The Board of Education has not always functioned well, but it is not my perception that the Board deserves much of the blame for the slowness of reform in recent years. With vigorous new leadership I believe that the Board’s functioning could be improved without taking divisive and disruptive action to strip its powers and transform it into an advisory state board. While the mayor should be held accountable for education as well as other government services, it is not realistic to think that he can spend a lot of time on the details of school administration. He needs a strong professional in the job of Superintendent (or Chancellor), and both the superintendent and the mayor need a board to debate and decide on policy matters and to keep them in touch (through hearings and other means) with the general public.

If the Board of Education loses its local role, the Council will become the de facto Board of Education, and the Council has a full plate already. Does the Council really want to become the arbiter of school graduation requirements, discipline regimes, and the yearly school calendar? There are risks to having such decisions made by administrators with no structured way for the public to interact and express its views. The Ombudsman’s office is a good place to handle individual complaints and advise on whether a pattern of complaints warrants a policy change; it is not an appropriate forum for parent groups, student groups and educational activists to present their views in public. Without the Board of Education, the Council would quickly become that forum. I do not think this would be a wise use of the Council’s time.
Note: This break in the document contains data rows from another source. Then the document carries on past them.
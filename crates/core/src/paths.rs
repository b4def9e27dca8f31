// SPDX-License-Identifier: BUSL-1.1
// Copyright (c) 2026 Alfred Jean LLC

//! Filesystem layout resolution.
//!
//! Config lives under `~/.config/kicker/`, mutable state under
//! `~/.local/state/kicker/`. `KICKER_CONFIG_DIR` and `KICKER_STATE_DIR`
//! override the whole directory (used by tests and by multi-home
//! setups); the XDG variables override just the base.

use std::path::PathBuf;
use thiserror::Error;

#[derive(Debug, Error)]
pub enum PathsError {
    #[error("HOME is not set and no directory override is provided")]
    NoHome,
}

fn home_path() -> Result<PathBuf, PathsError> {
    std::env::var("HOME")
        .map(PathBuf::from)
        .map_err(|_| PathsError::NoHome)
}

/// The invoking user's home directory. Scripts run with this as their
/// working directory.
pub fn home_dir() -> Result<PathBuf, PathsError> {
    home_path()
}

/// Resolve config dir: `KICKER_CONFIG_DIR` > `XDG_CONFIG_HOME/kicker` >
/// `~/.config/kicker`.
pub fn config_dir() -> Result<PathBuf, PathsError> {
    if let Ok(dir) = std::env::var("KICKER_CONFIG_DIR") {
        return Ok(PathBuf::from(dir));
    }
    if let Ok(xdg) = std::env::var("XDG_CONFIG_HOME") {
        return Ok(PathBuf::from(xdg).join("kicker"));
    }
    Ok(home_path()?.join(".config/kicker"))
}

/// Resolve state dir: `KICKER_STATE_DIR` > `XDG_STATE_HOME/kicker` >
/// `~/.local/state/kicker`.
pub fn state_dir() -> Result<PathBuf, PathsError> {
    if let Ok(dir) = std::env::var("KICKER_STATE_DIR") {
        return Ok(PathBuf::from(dir));
    }
    if let Ok(xdg) = std::env::var("XDG_STATE_HOME") {
        return Ok(PathBuf::from(xdg).join("kicker"));
    }
    Ok(home_path()?.join(".local/state/kicker"))
}

/// Directory searched when a rule command's bare first word names a
/// script.
pub fn scripts_dir() -> Result<PathBuf, PathsError> {
    Ok(config_dir()?.join("scripts"))
}

pub fn config_file() -> Result<PathBuf, PathsError> {
    Ok(config_dir()?.join("config.yaml"))
}

pub fn runtime_state_file() -> Result<PathBuf, PathsError> {
    Ok(state_dir()?.join("runtime_state.json"))
}

pub fn checks_log_file() -> Result<PathBuf, PathsError> {
    Ok(state_dir()?.join("kicker_checks.log"))
}

pub fn actions_log_file() -> Result<PathBuf, PathsError> {
    Ok(state_dir()?.join("kicker_actions.log"))
}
Moreover, it is difficult to recruit effective superintendents, and the cost of turn-over is high. The Council should carefully consider whether having the Chancellor serve at the pleasure of the mayor would make it easier or harder in the long run to recruit and retain talented superintendents and other top school management who would be willing to invest significant portions of their careers improving education in Washington.

One school system

A salient aspect of the DC school situation is the rapid growth of chartered public schools in recent years, which has been accompanied by a decline in DCPS enrollment. Chartered schools serve a disproportionately low-income and minority population. The strongest charter schools have been showing impressive gains in student achievement while some of the weaker ones have not. DCPS has been in deep denial about the momentum of the charter movement, which will likely soon include a third of DC students. The proposals by the Mayor and the Board of Education also do not appear to recognize that chartered schools should be seen as part of a single system in improving public education for all DC students. However the Mayor and Council resolve the school governance question, they should focus on improving schools for all DC children. This means making school facilities available to charters that want to rent them, co-locating schools where this would use space effectively, and encouraging cooperation and mutual learning in the interest of helping all children to get a high quality education.

Thank you, Mr. Chairman. I will be happy to answer questions.